One continuous variable

Code
library(geomtextpath)
starwars %>%
  drop_na(height) %>%
  ggplot(aes(x = height)) +
  geom_histogram(bins = 30, fill = "#86a293") +
  geom_textvline(xintercept = 174, 
                 lwd = 6, 
                 linewidth = 2, 
                 label = "mean = 174",
                 hjust = 0.25)

One continuous variable

Why do we calculate a mean?

  • Reduces the dimensionality of the data (from n to 1)
  • To get a sense of a “typical” observation
    • When is this an accurate representation?

Meaningful means

Symmetric

Code
set.seed(1)

d1 <- tibble(x = rnorm(1000, mean = 10))
ggplot(d1, aes(x = x)) + 
  geom_histogram(bins = 30, fill = "#86a293")

Bimodal

Code
d2 <- tibble(x = c(rnorm(500, mean = 10),
                   rnorm(500, mean = 20)))
ggplot(d2, aes(x = x)) + 
  geom_histogram(bins = 30, fill = "#86a293")

Skewed

Code
d3 <- tibble(x = rbeta(1000, 2, 5))
ggplot(d3, aes(x = x)) + 
  geom_histogram(bins = 30, fill = "#86a293")

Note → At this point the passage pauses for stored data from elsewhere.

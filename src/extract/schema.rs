use serde_json::{Map, Value};

use super::normalize::{find_json_object, normalize_keys};
use super::types::ParseError;

/// One field the model is asked to produce
#[derive(Debug, Clone, PartialEq, Eq)]
pub struct ResponseSchema {
    /// Canonical key in the parsed object
    pub name: String,
    /// Human-readable description shown to the model
    pub description: String,
    /// Type hint shown to the model
    pub type_hint: String,
}

impl ResponseSchema {
    pub fn new(name: impl Into<String>, description: impl Into<String>) -> Self {
        Self {
            name: name.into(),
            description: description.into(),
            type_hint: "integer".to_string(),
        }
    }
}

/// Alternative spellings models use for the canonical keys, as (alias, canonical).
pub const DEFAULT_ALIASES: &[(&str, &str)] = &[
    ("mine_count", "mines"),
    ("mines_count", "mines"),
    ("num_mines", "mines"),
    ("number_of_mines", "mines"),
    ("mine", "mines"),
    ("bombs", "mines"),
    ("cols", "columns"),
    ("num_columns", "columns"),
    ("number_of_columns", "columns"),
    ("width", "columns"),
    ("num_rows", "rows"),
    ("number_of_rows", "rows"),
    ("height", "rows"),
];

/// Parses model output into a key/value map that conforms to a declared schema.
#[derive(Debug, Clone)]
pub struct StructuredOutputParser {
    schemas: Vec<ResponseSchema>,
    aliases: Vec<(String, String)>,
}

impl StructuredOutputParser {
    /// Creates a parser for `schemas` with the default alias table.
    pub fn from_response_schemas(schemas: Vec<ResponseSchema>) -> Self {
        let aliases = DEFAULT_ALIASES
            .iter()
            .filter(|(_, canonical)| schemas.iter().any(|s| s.name == *canonical))
            .map(|(alias, canonical)| (alias.to_string(), canonical.to_string()))
            .collect();
        Self { schemas, aliases }
    }

    /// Adds an extra alias that normalizes to `canonical`.
    pub fn with_alias(mut self, alias: &str, canonical: &str) -> Self {
        self.aliases.push((alias.trim().to_lowercase(), canonical.to_string()));
        self
    }

    pub fn schemas(&self) -> &[ResponseSchema] {
        &self.schemas
    }

    /// Instructions telling the model how to shape its answer.
    pub fn get_format_instructions(&self) -> String {
        let fields = self
            .schemas
            .iter()
            .enumerate()
            .map(|(i, s)| {
                let comma = if i + 1 < self.schemas.len() { "," } else { "" };
                format!("\t\"{}\": {}{}  // {}", s.name, s.type_hint, comma, s.description)
            })
            .collect::<Vec<_>>()
            .join("\n");

        format!(
            "The output should be a markdown code snippet formatted in the following schema, \
             including the leading and trailing \"```json\" and \"```\":\n\n```json\n{{\n{}\n}}\n```",
            fields
        )
    }

    /// Parses `text`, normalizes alias keys and checks every schema key is present.
    pub fn parse(&self, text: &str) -> Result<Map<String, Value>, ParseError> {
        let object = find_json_object(text).ok_or_else(|| ParseError::NoJson(preview(text)))?;

        let aliases: Vec<(&str, &str)> = self
            .aliases
            .iter()
            .map(|(a, c)| (a.as_str(), c.as_str()))
            .collect();
        let canonical: Vec<&str> = self.schemas.iter().map(|s| s.name.as_str()).collect();
        let normalized = normalize_keys(object, &aliases, &canonical);

        for schema in &self.schemas {
            if !normalized.contains_key(&schema.name) {
                return Err(ParseError::MissingKey {
                    key: schema.name.clone(),
                    got: Value::Object(normalized).to_string(),
                });
            }
        }
        Ok(normalized)
    }
}

/// First characters of a reply, for error messages.
fn preview(text: &str) -> String {
    const LIMIT: usize = 120;
    let trimmed = text.trim();
    match trimmed.char_indices().nth(LIMIT) {
        Some((cut, _)) => format!("{}...", &trimmed[..cut]),
        None => trimmed.to_string(),
    }
}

Guess the mean for each of these variables.

Meaningful means

Symmetric

Code
ggplot(d1, aes(x = x)) + 
  geom_histogram(bins = 30, fill = "#86a293") + 
  geom_vline(xintercept = mean(d1$x), lwd = 2)

Bimodal

Code
ggplot(d2, aes(x = x)) + 
  geom_histogram(bins = 30, fill = "#86a293") + 
  geom_vline(xintercept = mean(d2$x), lwd = 2)

Skewed

Code
ggplot(d3, aes(x = x)) + 
  geom_histogram(bins = 30, fill = "#86a293") + 
  geom_vline(xintercept = mean(d3$x), lwd = 2)

Does this value represent a “typical” observation?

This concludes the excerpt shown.